Intermolecular cross-linking of DNA through bifunctional intercalation of an antitumor antibiotic, luzopeptin A (BBM-928A).

A bifunctional intercalator may intercalate with DNA in at least two ways. Both intercalating moieties may intercalate with the same DNA molecule (type I, intramolecular cross-linking) or with two separate DNA molecules (type II, intermolecular cross-linking). Production of type I is often assumed. Type II biintercalation has been suggested, but no direct evidence has been reported.
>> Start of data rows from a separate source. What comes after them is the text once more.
//! Data-quality checks.
//!
//! - per-series validation with a 0..100 score (`validator`)
//! - per-currency roll-up with recommendations (`health`)

pub mod health;
pub mod validator;

pub use health::*;
pub use validator::*;
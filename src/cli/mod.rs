//! Command-line parsing for the `infl` binary.
//!
//! Argument parsing stays separate from the data and calculation code.

use std::path::PathBuf;

use clap::{Args, Parser, Subcommand};

/// Top-level CLI.
#[derive(Debug, Parser)]
#[command(name = "infl", version, about = "Multi-measure consensus inflation calculator")]
pub struct Cli {
    /// Read measure documents from this directory (overrides INFLATION_DATA_DIR).
    #[arg(long, global = true, value_name = "DIR")]
    pub data_dir: Option<PathBuf>,

    /// Read measure documents from this base URL (overrides INFLATION_DATA_URL).
    #[arg(long, global = true, value_name = "URL")]
    pub data_url: Option<String>,

    #[command(subcommand)]
    pub command: Command,
}

/// CLI subcommands.
#[derive(Debug, Subcommand)]
pub enum Command {
    /// Adjust an amount between two years using the weighted consensus of all measures.
    Consensus(ConsensusArgs),
    /// Validate every measure for a currency and print a data-quality report.
    Health(HealthArgs),
    /// Print the compiled-in measure weights.
    Weights(WeightsArgs),
}

#[derive(Debug, Args, Clone)]
pub struct ConsensusArgs {
    /// Currency code (USD, GBP, EUR, CAD, CHF, JPY, AUD, NZD).
    #[arg(short = 'c', long, default_value = "USD")]
    pub currency: String,

    /// Year the amount is expressed in.
    #[arg(long)]
    pub from: i32,

    /// Year to express the amount in.
    #[arg(long)]
    pub to: i32,

    /// Amount to adjust.
    #[arg(short = 'a', long, default_value_t = 100.0)]
    pub amount: f64,

    /// Print JSON instead of a table.
    #[arg(long)]
    pub json: bool,
}

#[derive(Debug, Args, Clone)]
pub struct HealthArgs {
    /// Currency code.
    #[arg(short = 'c', long, default_value = "USD")]
    pub currency: String,

    /// Print JSON instead of a table.
    #[arg(long)]
    pub json: bool,
}

#[derive(Debug, Args, Clone)]
pub struct WeightsArgs {
    /// Only show this currency.
    #[arg(short = 'c', long)]
    pub currency: Option<String>,
}
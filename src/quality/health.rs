//! Per-currency health report built from individual series validation.

use std::collections::BTreeMap;

use chrono::{DateTime, Utc};
use tracing::debug;

use crate::domain::{HealthReport, MeasureMap};
use crate::quality::validator::validate_at;

/// More missing years than this earns a recommendation.
const MISSING_YEARS_ALERT: usize = 10;
/// Scores below this earn a recommendation.
const LOW_SCORE_ALERT: f64 = 70.0;

pub fn report(currency: &str, measures: &MeasureMap) -> HealthReport {
    report_at(currency, measures, Utc::now())
}

pub fn report_at(currency: &str, measures: &MeasureMap, now: DateTime<Utc>) -> HealthReport {
    let mut results = BTreeMap::new();
    let mut critical_issues = Vec::new();
    let mut recommendations = Vec::new();
    let mut valid_scores = Vec::new();

    for (name, series) in measures {
        let result = validate_at(series, now);
        debug!(currency, measure = %name, score = result.score, valid = result.is_valid, "validated measure");

        if result.is_valid {
            valid_scores.push(result.score);
        } else {
            critical_issues.extend(result.errors.iter().map(|e| format!("{name}: {e}")));
        }

        let missing = result.details.missing_years.len();
        if missing > MISSING_YEARS_ALERT {
            recommendations.push(format!(
                "{name}: {missing} missing years; consider interpolation or an alternate source"
            ));
        }
        if result.score < LOW_SCORE_ALERT {
            recommendations.push(format!(
                "{name}: quality score {:.0} is below {LOW_SCORE_ALERT:.0}; review the source data",
                result.score
            ));
        }

        results.insert(name.clone(), result);
    }

    if measures.is_empty() {
        critical_issues.push(format!("No measures loaded for {currency}"));
    }
    if valid_scores.is_empty() {
        recommendations.push("No measure passed validation; consensus will rely on fallback data".to_string());
    }

    let overall_score = if valid_scores.is_empty() {
        0.0
    } else {
        valid_scores.iter().sum::<f64>() / valid_scores.len() as f64
    };

    HealthReport {
        currency: currency.to_string(),
        overall_score,
        valid_measures: valid_scores.len(),
        total_measures: measures.len(),
        measures: results,
        critical_issues,
        recommendations,
    }
}
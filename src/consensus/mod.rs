//! Weighted consensus across several inflation measures.
//!
//! Each measure with a non-zero weight adjusts the amount independently; the
//! consensus is the weight-averaged adjustment. Weights are renormalized by the
//! weight actually available, so a currency missing one measure still produces
//! a consistent blend.

pub mod measure;

use tracing::{debug, warn};

use crate::data::weights::{WeightTable, normalize_currency};
use crate::domain::{ConsensusResult, MeasureContribution, MeasureMap};
use crate::error::{AppError, ErrorKind};

pub use measure::{calculate_inflation_for_measure, resolve_end_year, resolve_start_year};

/// Blend all weighted measures in `measures` for `currency`.
///
/// Measures are visited heaviest first; the first one that computes fixes the
/// canonical actual years. Contributions that resolved other years are kept
/// (with their own years) and flagged through `coverage_mismatch`.
pub fn consensus(
    measures: &MeasureMap,
    weights: &WeightTable,
    currency: &str,
    from_year: i32,
    to_year: i32,
    amount: f64,
) -> Result<ConsensusResult, AppError> {
    let currency_weights = weights.for_currency(currency).ok_or_else(|| {
        AppError::new(
            ErrorKind::UnknownCurrency,
            format!("No measure weights defined for currency {currency}; cannot compute consensus."),
        )
    })?;
    if !(amount.is_finite() && amount > 0.0) {
        return Err(AppError::invalid_input(format!("Amount must be a positive number, got {amount}.")));
    }

    let mut ordered: Vec<(&String, f64)> = currency_weights
        .iter()
        .filter(|(_, w)| w.is_finite() && **w > 0.0)
        .map(|(name, w)| (name, *w))
        .collect();
    ordered.sort_by(|a, b| b.1.partial_cmp(&a.1).unwrap_or(std::cmp::Ordering::Equal).then_with(|| a.0.cmp(b.0)));

    let mut contributions = Vec::new();
    let mut skipped = Vec::new();
    let mut canonical: Option<(i32, i32)> = None;
    let mut weighted_adjusted = 0.0;
    let mut weighted_pct = 0.0;
    let mut total_weight = 0.0;

    for (name, weight) in ordered {
        let Some(series) = measures.get(name) else {
            continue;
        };

        let calc = match calculate_inflation_for_measure(series, from_year, to_year, amount) {
            Ok(calc) => calc,
            Err(e) => {
                warn!(currency, measure = %name, error = %e, "skipping measure in consensus");
                skipped.push((name.clone(), e.to_string()));
                continue;
            }
        };
        debug!(
            currency,
            measure = %name,
            weight,
            adjusted = calc.adjusted_amount,
            from = calc.actual_from_year,
            to = calc.actual_to_year,
            "measure contribution"
        );

        canonical.get_or_insert((calc.actual_from_year, calc.actual_to_year));
        weighted_adjusted += calc.adjusted_amount * weight;
        weighted_pct += calc.pct_change * weight;
        total_weight += weight;

        contributions.push(MeasureContribution {
            measure: name.clone(),
            adjusted_amount: calc.adjusted_amount,
            pct_change: calc.pct_change,
            weight,
            confidence: series.provenance.confidence(),
            provenance: series.provenance,
            actual_from_year: calc.actual_from_year,
            actual_to_year: calc.actual_to_year,
        });
    }

    let Some((actual_from, actual_to)) = canonical else {
        return Err(AppError::calculation(format!(
            "No measure could be computed for {currency} {from_year}-{to_year}."
        )));
    };

    if (total_weight - 1.0).abs() > f64::EPSILON {
        weighted_adjusted /= total_weight;
        weighted_pct /= total_weight;
        for c in &mut contributions {
            c.weight /= total_weight;
        }
    }

    let years = actual_to - actual_from;
    let annualized_rate = if years > 0 {
        (weighted_adjusted / amount).powf(1.0 / years as f64) - 1.0
    } else {
        0.0
    };

    let coverage_mismatch = contributions
        .iter()
        .any(|c| (c.actual_from_year, c.actual_to_year) != (actual_from, actual_to));

    contributions.sort_by(|a, b| {
        b.weight
            .partial_cmp(&a.weight)
            .unwrap_or(std::cmp::Ordering::Equal)
            .then_with(|| a.measure.cmp(&b.measure))
    });

    Ok(ConsensusResult {
        currency: normalize_currency(currency),
        amount,
        adjusted_amount: weighted_adjusted,
        total_inflation_pct: weighted_pct,
        annualized_rate,
        requested_from_year: from_year,
        requested_to_year: to_year,
        actual_from_year: actual_from,
        actual_to_year: actual_to,
        coverage_mismatch,
        measures: contributions,
        skipped,
    })
}

#[cfg(test)]
mod tests {
    use std::collections::BTreeMap;

    use super::*;
    use crate::domain::{Confidence, DataPoint, MeasureSeries, Provenance};

    fn series(measure: &str, factors: &[(i32, f64)], provenance: Provenance) -> MeasureSeries {
        let points: BTreeMap<i32, DataPoint> = factors
            .iter()
            .map(|&(y, f)| {
                (
                    y,
                    DataPoint {
                        index_value: f * 100.0,
                        inflation_factor: f,
                        year_over_year_change: None,
                    },
                )
            })
            .collect();
        MeasureSeries {
            currency: "USD".to_string(),
            measure: measure.to_string(),
            source: None,
            last_updated: None,
            earliest_year: factors.first().map_or(0, |p| p.0),
            latest_year: factors.last().map_or(0, |p| p.0),
            points,
            provenance,
        }
    }

    fn usd_pair() -> MeasureMap {
        let mut m = MeasureMap::new();
        m.insert(
            "cpi".to_string(),
            series("cpi", &[(2015, 1.0), (2023, 1.25)], Provenance::RealAgencyData),
        );
        m.insert(
            "core_cpi".to_string(),
            series("core_cpi", &[(2015, 1.0), (2023, 1.20)], Provenance::EstimatedPattern),
        );
        m
    }

    #[test]
    fn blends_two_measures() {
        let weights = WeightTable::new().with_currency("USD", [("cpi", 0.6), ("core_cpi", 0.4)]);
        let result = consensus(&usd_pair(), &weights, "USD", 2015, 2023, 100.0).unwrap();

        assert!((result.adjusted_amount - 123.0).abs() < 1e-9, "got {}", result.adjusted_amount);
        assert!((result.total_inflation_pct - 23.0).abs() < 1e-9);
        assert_eq!(result.measures[0].measure, "cpi");
        assert_eq!(result.measures[0].confidence, Confidence::High);
        assert_eq!(result.measures[1].confidence, Confidence::Medium);
        assert!(!result.coverage_mismatch);

        let expected_rate = 1.23_f64.powf(1.0 / 8.0) - 1.0;
        assert!((result.annualized_rate - expected_rate).abs() < 1e-12);
    }

    #[test]
    fn single_full_weight_measure_matches_measure_output() {
        let weights = WeightTable::new().with_currency("USD", [("cpi", 1.0)]);
        let measures = usd_pair();
        let result = consensus(&measures, &weights, "USD", 2015, 2023, 100.0).unwrap();
        let direct = calculate_inflation_for_measure(&measures["cpi"], 2015, 2023, 100.0).unwrap();

        assert_eq!(result.adjusted_amount, direct.adjusted_amount);
        assert_eq!(result.total_inflation_pct, direct.pct_change);
        assert_eq!(result.measures.len(), 1);
    }

    #[test]
    fn renormalizes_partial_weights() {
        // Only cpi and core_cpi are loaded; builtin USD weights are 0.30 and 0.20.
        let result = consensus(&usd_pair(), &WeightTable::builtin(), "USD", 2015, 2023, 100.0).unwrap();
        let weight_sum: f64 = result.measures.iter().map(|m| m.weight).sum();
        assert!((weight_sum - 1.0).abs() < 1e-12);
        // 0.6 * 125 + 0.4 * 120
        assert!((result.adjusted_amount - 123.0).abs() < 1e-9);
    }

    #[test]
    fn skips_failing_measures_and_reports_them() {
        let mut measures = usd_pair();
        measures.insert("pce".to_string(), series("pce", &[], Provenance::RealAgencyData));
        let weights = WeightTable::new().with_currency("USD", [("cpi", 0.5), ("pce", 0.5)]);

        let result = consensus(&measures, &weights, "USD", 2015, 2023, 100.0).unwrap();
        assert_eq!(result.measures.len(), 1);
        assert_eq!(result.skipped.len(), 1);
        assert_eq!(result.skipped[0].0, "pce");
        assert!((result.adjusted_amount - 125.0).abs() < 1e-9);
    }

    #[test]
    fn reports_coverage_mismatch() {
        let mut measures = usd_pair();
        measures.insert(
            "core_cpi".to_string(),
            series("core_cpi", &[(2016, 1.0), (2023, 1.2)], Provenance::RealAgencyData),
        );
        let weights = WeightTable::new().with_currency("USD", [("cpi", 0.6), ("core_cpi", 0.4)]);

        let result = consensus(&measures, &weights, "USD", 2015, 2023, 100.0).unwrap();
        assert!(result.coverage_mismatch);
        assert_eq!((result.actual_from_year, result.actual_to_year), (2015, 2023));
        let core = result.measures.iter().find(|m| m.measure == "core_cpi").unwrap();
        assert_eq!(core.actual_from_year, 2016);
    }

    #[test]
    fn unknown_currency_and_empty_blend_fail() {
        let err = consensus(&usd_pair(), &WeightTable::builtin(), "ZZZ", 2015, 2023, 100.0).unwrap_err();
        assert_eq!(err.kind(), ErrorKind::UnknownCurrency);

        let err = consensus(&MeasureMap::new(), &WeightTable::builtin(), "USD", 2015, 2023, 100.0).unwrap_err();
        assert_eq!(err.kind(), ErrorKind::Calculation);

        let err = consensus(&usd_pair(), &WeightTable::builtin(), "USD", 2015, 2023, 0.0).unwrap_err();
        assert_eq!(err.kind(), ErrorKind::InvalidInput);
    }

    #[test]
    fn same_year_has_zero_annualized_rate() {
        let weights = WeightTable::new().with_currency("USD", [("cpi", 1.0)]);
        let result = consensus(&usd_pair(), &weights, "USD", 2023, 2023, 100.0).unwrap();
        assert_eq!(result.annualized_rate, 0.0);
        assert!((result.adjusted_amount - 100.0).abs() < 1e-12);
    }
}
In the present study, endonuclease-restricted PM2 phage or pBR322 plasmid DNA fragments were treated with the bifunctional intercalative antitumor antibiotics, luzopeptin A (BBM-928A) and echinomycin, and analyzed by agarose gel electrophoresis. Luzopeptin A treatment produced additional DNA bands which were the products of type II biintercalation. The types of restriction fragments involved were identified. Maximal type II biintercalation occurred at a luzopeptin A/DNA range of 0.14 to 0.18, at which more than 50% of the total DNA molecules were involved. Type II products were converted gradually to type I products upon prolonged incubation at 37 degrees, probably due to the tendency for intermolecular bonds to disrupt. Echinomycin treatment failed to produce type II products, probably because of a DNA-binding affinity weaker than that of luzopeptin A. Thus, it is possible to use the present gel system to demonstrate the type II biintercalation for strong biintercalators, but milder systems are needed for weak biintercalators.